* [Problem to work on]: For each line in the data below that holds "protocol", return a copy.

(Stored items from a collection)
****************

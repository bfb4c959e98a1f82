//! Tensor backend contract. See spec §6.
//!
//! The protocol engine is generic over a tensor type satisfying [`Tensor`]:
//! an opaque n-dimensional floating array supporting elementwise add/sub,
//! scalar division, user-supplied binary kernels, and Gaussian sampling from
//! either a seeded or an unseeded generator. A real deployment would plug in
//! a production numerics library here (the concrete backend is explicitly
//! out of scope, spec §1); [`NdTensor`] is the reference implementation used
//! by this crate's tests and demo, backed by `ndarray`.

use ndarray::ArrayD;
use rand::Rng;
use rand_distr::{Distribution, Normal};
use serde::{Deserialize, Serialize};
use std::ops::{Add, Div, Sub};

/// The tensor contract the protocol engine requires of its numerics backend.
pub trait Tensor:
    Clone
    + Send
    + Add<Output = Self>
    + Sub<Output = Self>
    + Div<f64, Output = Self>
    + Serialize
    + for<'de> Deserialize<'de>
{
    /// The tensor's shape.
    fn shape(&self) -> Vec<usize>;

    /// Draw a tensor of the given `shape` from `N(mean, std)` using `rng`.
    fn normal(mean: f64, std: f64, shape: &[usize], rng: &mut impl Rng) -> Self;
}

/// Reference `Tensor` implementation: an `f64` array of runtime-known shape.
#[derive(Debug, Clone, PartialEq, Serialize, Deserialize)]
pub struct NdTensor(pub ArrayD<f64>);

impl NdTensor {
    /// Wrap an existing `ndarray` value.
    pub fn new(array: ArrayD<f64>) -> Self {
        NdTensor(array)
    }

    /// Build from a flat slice and shape.
    pub fn from_shape_vec(shape: &[usize], data: Vec<f64>) -> Self {
        NdTensor(ArrayD::from_shape_vec(shape.to_vec(), data).expect("shape/data length mismatch"))
    }

    /// Apply a user-supplied elementwise/bilinear kernel `f(self, other)`.
    pub fn apply(&self, other: &NdTensor, f: impl Fn(&ArrayD<f64>, &ArrayD<f64>) -> ArrayD<f64>) -> NdTensor {
        NdTensor(f(&self.0, &other.0))
    }

    /// A kernel performing elementwise addition — the canonical `linear` function.
    pub fn add_kernel(a: &NdTensor, b: &NdTensor) -> NdTensor {
        NdTensor(&a.0 + &b.0)
    }

    /// A kernel performing elementwise subtraction.
    pub fn sub_kernel(a: &NdTensor, b: &NdTensor) -> NdTensor {
        NdTensor(&a.0 - &b.0)
    }

    /// A bilinear kernel performing elementwise multiplication.
    pub fn mul_kernel(a: &NdTensor, b: &NdTensor) -> NdTensor {
        NdTensor(&a.0 * &b.0)
    }
}

impl Add for NdTensor {
    type Output = NdTensor;
    fn add(self, rhs: NdTensor) -> NdTensor {
        NdTensor(self.0 + rhs.0)
    }
}

impl Sub for NdTensor {
    type Output = NdTensor;
    fn sub(self, rhs: NdTensor) -> NdTensor {
        NdTensor(self.0 - rhs.0)
    }
}

impl Div<f64> for NdTensor {
    type Output = NdTensor;
    fn div(self, rhs: f64) -> NdTensor {
        NdTensor(self.0 / rhs)
    }
}

impl Tensor for NdTensor {
    fn shape(&self) -> Vec<usize> {
        self.0.shape().to_vec()
    }

    fn normal(mean: f64, std: f64, shape: &[usize], rng: &mut impl Rng) -> Self {
        let dist = Normal::new(mean, std).expect("std must be finite and non-negative");
        let len: usize = shape.iter().product();
        let data: Vec<f64> = (0..len).map(|_| dist.sample(rng)).collect();
        NdTensor::from_shape_vec(shape, data)
    }
}

#[cfg(test)]
mod tests {
    use super::*;
    use rand::SeedableRng;
    use rand_chacha::ChaCha20Rng;

    #[test]
    fn normal_respects_shape() {
        let mut rng = ChaCha20Rng::seed_from_u64(7);
        let t = NdTensor::normal(0.0, 5.0, &[2, 3], &mut rng);
        assert_eq!(t.shape(), vec![2, 3]);
    }

    #[test]
    fn same_seed_gives_same_draws() {
        let mut rng_a = ChaCha20Rng::seed_from_u64(42);
        let mut rng_b = ChaCha20Rng::seed_from_u64(42);
        let a = NdTensor::normal(0.0, 1.0, &[4], &mut rng_a);
        let b = NdTensor::normal(0.0, 1.0, &[4], &mut rng_b);
        assert_eq!(a, b);
    }

    #[test]
    fn add_sub_div_are_elementwise() {
        let a = NdTensor::from_shape_vec(&[3], vec![1.0, 2.0, 3.0]);
        let b = NdTensor::from_shape_vec(&[3], vec![10.0, 20.0, 30.0]);
        let sum = a.clone() + b.clone();
        assert_eq!(sum.0.as_slice().unwrap(), &[11.0, 22.0, 33.0]);
        let diff = b.clone() - a;
        assert_eq!(diff.0.as_slice().unwrap(), &[9.0, 18.0, 27.0]);
        let halved = b / 2.0;
        assert_eq!(halved.0.as_slice().unwrap(), &[5.0, 10.0, 15.0]);
    }
}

****************

* [Output for this task]:
//! The protocol engine is generic over a tensor type satisfying [`Tensor`]:
/// The tensor contract the protocol engine requires of its numerics backend.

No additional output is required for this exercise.